What is required »
Copy each line in the data below that contains the word "impl".

(Data entries)
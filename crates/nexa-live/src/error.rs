//! Application error types.

use thiserror::Error;

#[derive(Debug, Error)]
pub enum AppError {
    #[error("Configuration error: {0}")]
    Config(String),

    #[error("IO error: {0}")]
    Io(#[from] std::io::Error),
}

pub type AppResult<T> = Result<T, AppError>;
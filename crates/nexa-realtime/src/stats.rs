//! Client counters.

use serde::Serialize;
use std::sync::atomic::{AtomicU64, Ordering};

/// Counters updated by the connection driver and the send handle.
#[derive(Debug, Default)]
pub struct ClientStats {
    frames_received: AtomicU64,
    frames_undecodable: AtomicU64,
    frames_unknown_type: AtomicU64,
    envelopes_sent: AtomicU64,
    sends_dropped: AtomicU64,
    heartbeats_sent: AtomicU64,
    reconnect_attempts: AtomicU64,
}

impl ClientStats {
    pub fn new() -> Self {
        Self::default()
    }

    pub(crate) fn frame_received(&self) {
        self.frames_received.fetch_add(1, Ordering::Relaxed);
    }

    pub(crate) fn frame_undecodable(&self) {
        self.frames_undecodable.fetch_add(1, Ordering::Relaxed);
    }

    pub(crate) fn frame_unknown_type(&self) {
        self.frames_unknown_type.fetch_add(1, Ordering::Relaxed);
    }

    pub(crate) fn envelope_sent(&self) {
        self.envelopes_sent.fetch_add(1, Ordering::Relaxed);
    }

    pub(crate) fn send_dropped(&self) {
        self.sends_dropped.fetch_add(1, Ordering::Relaxed);
    }

    pub(crate) fn heartbeat_sent(&self) {
        self.heartbeats_sent.fetch_add(1, Ordering::Relaxed);
    }

    pub(crate) fn reconnect_attempt(&self) {
        self.reconnect_attempts.fetch_add(1, Ordering::Relaxed);
    }

    /// Point-in-time copy of all counters. `listener_failures` comes from the event bus.
    pub fn snapshot(&self, listener_failures: u64) -> StatsSnapshot {
        StatsSnapshot {
            frames_received: self.frames_received.load(Ordering::Relaxed),
            frames_undecodable: self.frames_undecodable.load(Ordering::Relaxed),
            frames_unknown_type: self.frames_unknown_type.load(Ordering::Relaxed),
            envelopes_sent: self.envelopes_sent.load(Ordering::Relaxed),
            sends_dropped: self.sends_dropped.load(Ordering::Relaxed),
            heartbeats_sent: self.heartbeats_sent.load(Ordering::Relaxed),
            reconnect_attempts: self.reconnect_attempts.load(Ordering::Relaxed),
            listener_failures,
        }
    }
}

/// Serializable counter snapshot.
#[derive(Debug, Clone, Copy, Default, PartialEq, Eq, Serialize)]
pub struct StatsSnapshot {
    pub frames_received: u64,
    pub frames_undecodable: u64,
    pub frames_unknown_type: u64,
    pub envelopes_sent: u64,
    pub sends_dropped: u64,
    pub heartbeats_sent: u64,
    pub reconnect_attempts: u64,
    pub listener_failures: u64,
}

impl StatsSnapshot {
    /// Frames received but not dispatched.
    pub fn frames_dropped(&self) -> u64 {
        self.frames_undecodable + self.frames_unknown_type
    }
}
//! Realtime client error types.

use thiserror::Error;

#[derive(Debug, Error)]
pub enum RealtimeError {
    #[error("Connect timed out after {0}ms")]
    ConnectTimeout(u64),

    #[error("Heartbeat timeout")]
    HeartbeatTimeout,

    #[error("Frame decode error: {0}")]
    Decode(String),

    #[error("Unknown event name: {0}")]
    UnknownEvent(String),

    #[error("Tungstenite error: {0}")]
    Tungstenite(#[from] tokio_tungstenite::tungstenite::Error),

    #[error("JSON error: {0}")]
    Json(#[from] serde_json::Error),
}

pub type RealtimeResult<T> = Result<T, RealtimeError>;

Solution to this problem »
impl ClientStats {
impl StatsSnapshot {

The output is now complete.